Filippo turned to his sister, on whose pale face I saw it written that she was as convinced as any there, and my feelings were those of a dastard who has broken faith with the man who trusted him.
“Do you appreciate now, Madonna,” he murmured, “the deceits and wiles by which that craven crept like a snake into your esteem?”
I guessed at once that by that thrust he sought to incline her more to the union he had in view for her.
“At least he was no craven,” answered she. “His burning desire to please me may have betrayed him into this foolish duplicity. But he still must live in my memory as a brave and gallant gentleman; or have you forgotten, Filippo, that noble combat with the forces of Ramiro del’ Orca?”
To such a question Filippo had no answer, and presently his mood sobered a little. For myself, I was glad when the time came to withdraw from that company that twitted and pestered me and played upon my sense of shame at the imprudence I had committed.
Now that I look back, I can scarce conceive why it should have so wrought upon me; for, in truth, the little love I bore the Lord Giovanni might rather have led me to rejoice that his imposture should be laid bare to the eyes of all the world. I think that really there was an element of fear in my feelings—fear that, upon reflection, Madonna Paola might ask herself how came that burning sincerity into the love-songs written in her honour which it was now disclosed that I had penned. The answer she might find to such a question was one that might arouse her pride and so outrage it as to lead her to cast me out of her friendship and never again suffer me to approach her.
Such a conclusion, however, she fortunately did not arrive at.
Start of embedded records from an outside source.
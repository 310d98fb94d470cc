use crate::core::{Result, StageId};
use chrono::{DateTime, Utc};
use serde::de::DeserializeOwned;
use serde::{Deserialize, Serialize};
use serde_json::Value;

/// Everything needed to later Confirm or Cancel one Try invocation.
///
/// Arguments and the Try result are captured as JSON values, so a
/// `TryInfo` never refers to live objects from the Try phase.
#[derive(Debug, Clone, PartialEq, Serialize, Deserialize)]
pub struct TryInfo {
    pub stage_id: StageId,
    /// Logical participant the stage is routed to
    pub target: String,
    /// Method the Try invoked on `target`
    pub method: String,
    pub arguments: Value,
    pub try_result: Value,
    pub captured_at: DateTime<Utc>,
}

impl TryInfo {
    pub fn new(target: impl Into<String>, method: impl Into<String>) -> Self {
        Self {
            stage_id: StageId::new(),
            target: target.into(),
            method: method.into(),
            arguments: Value::Null,
            try_result: Value::Null,
            captured_at: Utc::now(),
        }
    }

    pub fn with_arguments<T: Serialize>(mut self, arguments: &T) -> Result<Self> {
        self.arguments = serde_json::to_value(arguments)?;
        Ok(self)
    }

    pub fn with_try_result<T: Serialize>(mut self, result: &T) -> Result<Self> {
        self.try_result = serde_json::to_value(result)?;
        Ok(self)
    }

    pub fn arguments_as<T: DeserializeOwned>(&self) -> Result<T> {
        Ok(serde_json::from_value(self.arguments.clone())?)
    }

    pub fn try_result_as<T: DeserializeOwned>(&self) -> Result<T> {
        Ok(serde_json::from_value(self.try_result.clone())?)
    }
}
Haply she accounted the fervour of those lines assumed, for when on the morrow she met me, she did no more than gently chide me for the deceit that I had had a hand in practising upon her. She accepted my explanation that my share in that affair had been wrung from me with threats of torture, and putting it from her mind she returned to the matter of the approaching alliance she sought to elude, renewing her prayers that I should aid her.
“I have,” she told me then, “one other friend who might assist us, and who has the power perhaps if he but has the will. He is the Governor of Cesena, and for all that he holds service under Cesare Borgia, yet he seems much devoted to me, and I do not doubt that to further my interests he would even consent to pit his wits against those of the family he serves.”
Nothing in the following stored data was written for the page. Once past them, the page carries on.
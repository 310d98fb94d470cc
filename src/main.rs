use anyhow::{Context, Result, anyhow};
use async_trait::async_trait;
use clap::{Parser, Subcommand};
use std::path::{Path, PathBuf};
use std::sync::Arc;
use std::sync::atomic::{AtomicUsize, Ordering};
use std::time::Duration;
use tracing::info;
use tracing_subscriber::EnvFilter;
use txweave::cache::{CacheBackend, InMemoryCache, TransactionCache};
use txweave::lock::InMemoryLockStore;
use txweave::tcc::{InMemoryTransport, TccConsumer, TccParticipant, TryInfo};
use txweave::{BoxError, Outcome, TxConfig, TxError, TxRuntime};

#[derive(Parser)]
#[command(name = "txweave")]
#[command(about = "Demo scenarios for transactions, leases and TCC compensation")]
struct Cli {
    /// Default log filter when RUST_LOG is unset
    #[arg(long, default_value = "info", global = true)]
    log_level: String,

    /// JSON file with `TxConfig` overrides
    #[arg(long, global = true)]
    config: Option<PathBuf>,

    #[command(subcommand)]
    command: Command,
}

#[derive(Subcommand)]
enum Command {
    /// Several workers contend for one lease-protected counter
    Lock {
        #[arg(long, default_value_t = 4)]
        workers: usize,
        #[arg(long, default_value_t = 5)]
        rounds: usize,
        #[arg(long, default_value_t = 2000)]
        lease_ms: u64,
    },
    /// Cache writes kept on commit and removed on rollback
    Cache,
    /// Confirm on commit, Cancel on rollback, executed by a consumer
    Tcc {
        /// Number of Confirm handler failures before it succeeds
        #[arg(long, default_value_t = 1)]
        flaky: usize,
    },
}

fn init_tracing(level: &str) {
    let filter = EnvFilter::try_from_default_env().unwrap_or_else(|_| EnvFilter::new(level));
    tracing_subscriber::fmt().with_env_filter(filter).init();
}

fn load_config(path: Option<&Path>) -> Result<TxConfig> {
    let Some(path) = path else {
        return Ok(TxConfig::default());
    };
    let raw = std::fs::read_to_string(path)
        .with_context(|| format!("Failed to read config '{}'", path.display()))?;
    TxConfig::from_json_str(&raw).with_context(|| format!("Invalid config '{}'", path.display()))
}

#[tokio::main]
async fn main() -> Result<()> {
    let cli = Cli::parse();
    init_tracing(&cli.log_level);

    let config = load_config(cli.config.as_deref())?;
    let transport = Arc::new(InMemoryTransport::with_config(&config));
    let runtime = TxRuntime::new(
        config,
        Arc::new(InMemoryLockStore::new()),
        transport.clone(),
    )?;

    match cli.command {
        Command::Lock {
            workers,
            rounds,
            lease_ms,
        } => run_lock(&runtime, workers, rounds, Duration::from_millis(lease_ms)).await,
        Command::Cache => run_cache(&runtime).await,
        Command::Tcc { flaky } => run_tcc(&runtime, transport, flaky).await,
    }
}

async fn run_lock(runtime: &TxRuntime, workers: usize, rounds: usize, lease: Duration) -> Result<()> {
    let counter = Arc::new(AtomicUsize::new(0));
    let timeout = runtime.config().wait_timeout();

    let mut tasks = Vec::new();
    for worker in 0..workers {
        let locks = runtime.locks().clone();
        let counter = counter.clone();
        tasks.push(tokio::spawn(async move {
            for _ in 0..rounds {
                locks
                    .with_lock("demo:counter", lease, timeout, || async {
                        // Non-atomic read-modify-write; only safe under the lock.
                        let seen = counter.load(Ordering::SeqCst);
                        tokio::time::sleep(Duration::from_millis(5)).await;
                        counter.store(seen + 1, Ordering::SeqCst);
                        Ok::<_, TxError>(())
                    })
                    .await?;
            }
            info!(worker, "worker finished");
            Ok::<_, TxError>(())
        }));
    }

    for task in tasks {
        task.await.context("lock worker panicked")??;
    }

    let total = counter.load(Ordering::SeqCst);
    println!("counter = {} (expected {})", total, workers * rounds);
    if total != workers * rounds {
        return Err(anyhow!("lost updates under the lock"));
    }
    Ok(())
}

async fn run_cache(runtime: &TxRuntime) -> Result<()> {
    let backend = Arc::new(InMemoryCache::default());
    let cache = TransactionCache::new("demo", backend.clone());
    let ctx = runtime.context();

    let committed = cache.clone();
    runtime
        .interceptor()
        .execute(&ctx, None, |ctx| async move {
            committed.set(&ctx, "user:1", "alice").await?;
            Ok::<_, TxError>(Outcome::Value(()))
        })
        .await?;

    let rolled_back = cache.clone();
    runtime
        .interceptor()
        .execute(&ctx, None, |ctx| async move {
            rolled_back.set(&ctx, "user:2", "bob").await?;
            Ok::<_, TxError>(Outcome::RollbackSignal(()))
        })
        .await?;

    for key in ["user:1", "user:2"] {
        let value = backend.get(key).await?;
        println!("{} = {}", key, value.as_deref().unwrap_or("<absent>"));
    }
    Ok(())
}

/// Participant that fails its first `flaky` confirms
struct DemoInventory {
    flaky: AtomicUsize,
}

#[async_trait]
impl TccParticipant for DemoInventory {
    async fn confirm(&self, try_info: &TryInfo) -> std::result::Result<(), BoxError> {
        let remaining = self.flaky.load(Ordering::SeqCst);
        if remaining > 0 {
            self.flaky.store(remaining - 1, Ordering::SeqCst);
            return Err("inventory service unavailable".into());
        }
        println!("confirm {} {}", try_info.stage_id, try_info.arguments);
        Ok(())
    }

    async fn cancel(&self, try_info: &TryInfo) -> std::result::Result<(), BoxError> {
        println!("cancel  {} {}", try_info.stage_id, try_info.arguments);
        Ok(())
    }
}

async fn run_tcc(runtime: &TxRuntime, transport: Arc<InMemoryTransport>, flaky: usize) -> Result<()> {
    let consumer = Arc::new(
        TccConsumer::with_config(runtime.config()).with_ledger(runtime.coordinator().ledger()),
    );
    consumer.register_participant(
        "inventory",
        Arc::new(DemoInventory {
            flaky: AtomicUsize::new(flaky),
        }),
    );
    consumer.subscribe_all(transport.as_ref()).await?;

    let ctx = runtime.context();
    for (sku, commit) in [("A-1", true), ("B-2", false)] {
        let coordinator = runtime.coordinator().clone();
        runtime
            .interceptor()
            .execute(&ctx, None, |ctx| async move {
                let info = TryInfo::new("inventory", "reserve")
                    .with_arguments(&serde_json::json!({ "sku": sku, "qty": 1 }))?;
                coordinator.register_try(&ctx, info)?;
                if commit {
                    Ok::<_, TxError>(Outcome::Value(()))
                } else {
                    Ok(Outcome::RollbackSignal(()))
                }
            })
            .await?;
    }

    if !transport.wait_idle(Duration::from_secs(30)).await {
        return Err(anyhow!("stages still in flight after 30s"));
    }

    println!(
        "coordinator: {}",
        serde_json::to_string(&runtime.coordinator().stats())?
    );
    println!("consumer:    {}", serde_json::to_string(&consumer.stats())?);
    println!("transport:   {}", serde_json::to_string(&transport.stats())?);
    Ok(())
}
“In which case, Madonna,” answered I, spurred to it, perhaps, by an insensate pang of jealousy at the thought that there should be another beside myself to have her confidence, “he would be a traitor. And it is ever an ill thing to trust a traitor. Who once betrays may betray again.”
That she manifested no resentment, but, on the contrary, readily agreed with me, showed me how idle had been that jealousy of mine, and made me ashamed of it.